Reviewed byDeepak Prasad

Install Caddy web server on Ubuntu banner with HTTPS lock icon and Caddy green accent

Caddy is an open-source web server written in Go. It is known for a short Caddyfile config format, built-in reverse proxy and static file serving, and automatic HTTPS—Caddy obtains and renews TLS certificates without a separate Certbot cron job. That makes it a practical alternative to nginx or Apache when you want TLS on by default.

This guide shows how to install Caddy on Ubuntu from the official APT repository, confirm the systemd service, serve a demo static site, and understand when automatic HTTPS kicks in. I ran every step on Ubuntu 25.04 and kept real terminal output below.
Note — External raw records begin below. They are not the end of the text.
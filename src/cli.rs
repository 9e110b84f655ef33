// src/cli.rs
//! CLI definitions for wheelhouse
//!
//! This module contains all command-line interface definitions using clap.
//! The actual command implementations are in the `commands` module.

use clap::{Args, Parser, Subcommand};
use clap_complete::Shell;
use std::path::PathBuf;
use wheelhouse::FallbackPolicy;

#[derive(Parser)]
#[command(name = "wheelhouse")]
#[command(author = "Wheelhouse Contributors")]
#[command(version)]
#[command(about = "Resolve Python packages into an offline wheel bundle", long_about = None)]
pub struct Cli {
    /// Configuration file (default: ~/.config/wheelhouse/config.toml if present)
    #[arg(short, long, global = true)]
    pub config: Option<PathBuf>,

    /// Print results as JSON
    #[arg(long, global = true)]
    pub json: bool,

    /// Increase log verbosity (-v debug, -vv trace)
    #[arg(short, long, global = true, action = clap::ArgAction::Count)]
    pub verbose: u8,

    #[command(subcommand)]
    pub command: Commands,
}

#[derive(Subcommand)]
pub enum Commands {
    /// Resolve packages, download their wheels and write install scripts
    Resolve {
        #[command(flatten)]
        request: RequestArgs,

        #[command(flatten)]
        policy: PolicyArgs,

        /// Directory wheels are downloaded into
        #[arg(short, long)]
        wheel_dir: Option<PathBuf>,

        /// Directory requirements.txt, manifest.json and scripts are written to
        #[arg(short, long)]
        output_dir: Option<PathBuf>,

        /// Concurrent downloads
        #[arg(long)]
        download_workers: Option<usize>,

        /// Python version for the conda environment in the install scripts
        #[arg(long)]
        python_version: Option<String>,

        /// Conda environment created by the install scripts
        #[arg(long)]
        env_name: Option<String>,

        /// Hide the progress bar
        #[arg(short, long)]
        quiet: bool,
    },

    /// Show what would be downloaded, without downloading anything
    Plan {
        #[command(flatten)]
        request: RequestArgs,

        #[command(flatten)]
        policy: PolicyArgs,
    },

    /// Show the resolved metadata of a single package
    Show {
        /// Package request, e.g. `numpy` or `numpy<2`
        package: String,

        /// Behavior when no release satisfies the constraint
        #[arg(long)]
        fallback: Option<FallbackPolicy>,
    },

    /// Generate shell completions
    Completions {
        /// Shell to generate completions for
        #[arg(value_enum)]
        shell: Shell,
    },
}

/// Where package requests come from
#[derive(Args, Debug, Clone)]
pub struct RequestArgs {
    /// Package requests, e.g. `requests`, `numpy==1.26.4`, `flask>=3.0`
    pub packages: Vec<String>,

    /// Read additional requests from a requirements-style file
    #[arg(short = 'r', long = "requirement", value_name = "FILE")]
    pub requirement_files: Vec<PathBuf>,
}

/// Resolution overrides shared by `resolve` and `plan`
#[derive(Args, Debug, Clone)]
pub struct PolicyArgs {
    /// Behavior when no release satisfies a constraint
    #[arg(long)]
    pub fallback: Option<FallbackPolicy>,

    /// Do not append the critical packages after the requested ones
    #[arg(long)]
    pub no_critical: bool,

    /// Levels expanded below a critical dependency
    #[arg(long)]
    pub critical_depth: Option<usize>,

    /// Roots resolved concurrently
    #[arg(long)]
    pub workers: Option<usize>,
}
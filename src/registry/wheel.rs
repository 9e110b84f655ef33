// src/registry/wheel.rs

//! Wheel selection among the files of one release
//!
//! A universal wheel (`none-any`) installs everywhere and always wins. Among
//! binary wheels, broadly portable platform tags (manylinux, musllinux) are
//! preferred over vendor-specific ones.

use super::metadata::{ReleaseFile, WheelFile};

/// Compatibility tags from a wheel filename
///
/// Format: `{dist}-{version}(-{build})?-{python}-{abi}-{platform}.whl`
#[derive(Debug, Clone, PartialEq, Eq)]
pub struct WheelTags {
    pub python: String,
    pub abi: String,
    pub platform: String,
}

impl WheelTags {
    pub fn from_filename(filename: &str) -> Option<Self> {
        let stem = filename.strip_suffix(".whl")?;
        let parts: Vec<&str> = stem.split('-').collect();
        if parts.len() < 5 {
            return None;
        }
        let n = parts.len();
        Some(Self {
            python: parts[n - 3].to_ascii_lowercase(),
            abi: parts[n - 2].to_ascii_lowercase(),
            platform: parts[n - 1].to_ascii_lowercase(),
        })
    }

    pub fn is_universal(&self) -> bool {
        self.platform == "any"
    }

    /// Higher is more portable
    fn portability(&self) -> u32 {
        let platform_score = if self.is_universal() {
            100
        } else if self.platform.contains("manylinux") {
            if self.platform.contains("x86_64") { 60 } else { 55 }
        } else if self.platform.contains("musllinux") {
            45
        } else if self.platform.starts_with("macosx") {
            if self.platform.contains("universal2") { 35 } else { 30 }
        } else if self.platform.starts_with("win") {
            if self.platform.contains("amd64") { 25 } else { 20 }
        } else {
            10
        };
        let abi_score = match self.abi.as_str() {
            "none" => 3,
            "abi3" => 2,
            _ => 0,
        };
        let python_score = u32::from(self.python.starts_with("py3") || self.python.contains(".py3"));
        platform_score + abi_score + python_score
    }
}

/// Choose the best wheel among a release's files
///
/// Yanked files are ignored. Ties keep the earliest file in registry order.
/// Wheels with unparseable filenames are still eligible, ranked lowest.
pub fn select_wheel(files: &[ReleaseFile]) -> Option<WheelFile> {
    let mut best: Option<(u32, &ReleaseFile)> = None;
    for file in files.iter().filter(|f| f.is_wheel() && !f.yanked) {
        let score = WheelTags::from_filename(&file.filename)
            .map(|tags| tags.portability())
            .unwrap_or(0);
        if best.is_none_or(|(best_score, _)| score > best_score) {
            best = Some((score, file));
        }
    }
    best.map(|(_, file)| WheelFile {
        filename: file.filename.clone(),
        url: file.url.clone(),
    })
}
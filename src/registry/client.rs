// src/registry/client.rs

//! HTTP client for registry operations
//!
//! Provides a wrapper around reqwest for fetching project metadata and
//! streaming wheel downloads. Every call is attempted exactly once; a failed
//! lookup or transfer is final for the current run.

use crate::artifacts::Transport;
use crate::error::{Error, Result};
use reqwest::blocking::Client;
use reqwest::StatusCode;
use std::io::{Read, Write};
use std::time::Duration;
use tracing::{debug, info};

use super::metadata::ProjectDocument;
use super::Registry;

/// Public index used when no other is configured
pub const DEFAULT_INDEX_URL: &str = "https://pypi.org/pypi";

/// Default timeout for metadata lookups (10 seconds)
pub const METADATA_TIMEOUT: Duration = Duration::from_secs(10);

/// Default timeout for wheel downloads (30 seconds)
pub const DOWNLOAD_TIMEOUT: Duration = Duration::from_secs(30);

/// Buffer size for streaming downloads (8 KB)
const STREAM_BUFFER_SIZE: usize = 8192;

/// HTTP client wrapper for the package index
pub struct RegistryClient {
    client: Client,
    index_url: String,
    metadata_timeout: Duration,
    download_timeout: Duration,
}

impl RegistryClient {
    /// Create a client for the default index with default timeouts
    pub fn new() -> Result<Self> {
        Self::with_options(DEFAULT_INDEX_URL, METADATA_TIMEOUT, DOWNLOAD_TIMEOUT)
    }

    pub fn with_options(
        index_url: &str,
        metadata_timeout: Duration,
        download_timeout: Duration,
    ) -> Result<Self> {
        let client = Client::builder()
            .user_agent(concat!("wheelhouse/", env!("CARGO_PKG_VERSION")))
            .build()
            .map_err(|e| Error::InitError(format!("Failed to create HTTP client: {e}")))?;

        Ok(Self {
            client,
            index_url: index_url.trim_end_matches('/').to_string(),
            metadata_timeout,
            download_timeout,
        })
    }

    /// Metadata endpoint for a project
    pub fn project_url(&self, name: &str) -> String {
        format!("{}/{}/json", self.index_url, name)
    }
}

impl Registry for RegistryClient {
    fn project(&self, name: &str) -> Result<ProjectDocument> {
        let url = self.project_url(name);
        debug!("Fetching project metadata from {}", url);

        let response = self
            .client
            .get(&url)
            .timeout(self.metadata_timeout)
            .send()
            .map_err(|e| Error::DownloadError(format!("Failed to fetch {}: {}", url, e)))?;

        match response.status() {
            StatusCode::NOT_FOUND => {
                return Err(Error::NotFoundError(format!("Package '{}' not in index", name)));
            }
            status if !status.is_success() => {
                return Err(Error::DownloadError(format!("HTTP {} from {}", status, url)));
            }
            _ => {}
        }

        response
            .json::<ProjectDocument>()
            .map_err(|e| Error::ParseError(format!("Invalid metadata JSON for '{}': {}", name, e)))
    }
}

impl Transport for RegistryClient {
    fn download(&self, url: &str, dest: &mut dyn Write) -> Result<u64> {
        info!("Downloading {}", url);

        let mut response = self
            .client
            .get(url)
            .timeout(self.download_timeout)
            .send()
            .map_err(|e| Error::DownloadError(format!("Failed to fetch {}: {}", url, e)))?;

        if !response.status().is_success() {
            return Err(Error::DownloadError(format!(
                "HTTP {} from {}",
                response.status(),
                url
            )));
        }

        let mut downloaded: u64 = 0;
        let mut buffer = [0u8; STREAM_BUFFER_SIZE];
        loop {
            let bytes_read = response
                .read(&mut buffer)
                .map_err(|e| Error::DownloadError(format!("Failed to read response: {e}")))?;
            if bytes_read == 0 {
                break;
            }
            dest.write_all(&buffer[..bytes_read])
                .map_err(|e| Error::IoError(format!("Failed to write data: {e}")))?;
            downloaded += bytes_read as u64;
        }

        debug!("Downloaded {} bytes from {}", downloaded, url);
        Ok(downloaded)
    }
}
Tested on: Ubuntu 25.04 (Plucky Puffin); kernel 6.14.0-37-generic.

NOTE
The Caddy .deb package enables and starts caddy.service immediately. On my host nginx was already listening on port 80, so Caddy failed until I stopped nginx. Free port 80 (and 443 for HTTPS) before you expect the welcome page from Caddy—not from another server.

Quick command summary

Task Command
Install prerequisites sudo apt install -y debian-keyring debian-archive-keyring apt-transport-https curl
Add Caddy GPG key curl -1sLf 'https://dl.cloudsmith.io/public/caddy/stable/gpg.key' | sudo gpg --dearmor -o /usr/share/keyrings/caddy-stable-archive-keyring.gpg
Add Caddy APT source curl -1sLf 'https://dl.cloudsmith.io/public/caddy/stable/debian.deb.txt' | sudo tee /etc/apt/sources.list.d/caddy-stable.list
Fix key/list permissions sudo chmod o+r /usr/share/keyrings/caddy-stable-archive-keyring.gpg /etc/apt/sources.list.d/caddy-stable.list
Install Caddy sudo apt update && sudo apt install -y caddy
Check version caddy version
Service status systemctl status caddy
Validate Caddyfile sudo caddy validate --config /etc/caddy/Caddyfile
Apply config sudo systemctl reload caddy
Test HTTP locally curl -sI http://127.0.0.1/
Allow firewall (UFW) sudo ufw allow 80/tcp && sudo ufw allow 443/tcp
Remove Caddy sudo apt purge -y caddy

Prerequisites

  • Ubuntu 22.04 LTS, 24.04 LTS, or newer (25.04 tested here) on amd64 (official .deb targets Debian/Ubuntu).
  • A user with sudo privileges (add to sudo group if needed).
  • Outbound HTTPS to dl.cloudsmith.io and, for public sites, DNS A/AAAA records pointing at your server.
  • Ports 80 and 443 reachable from the internet when you want Let's Encrypt certificates (firewall and cloud security groups).
  • For local HTTPS on a desktop, a browser and optional caddy trust to install Caddy's local CA root.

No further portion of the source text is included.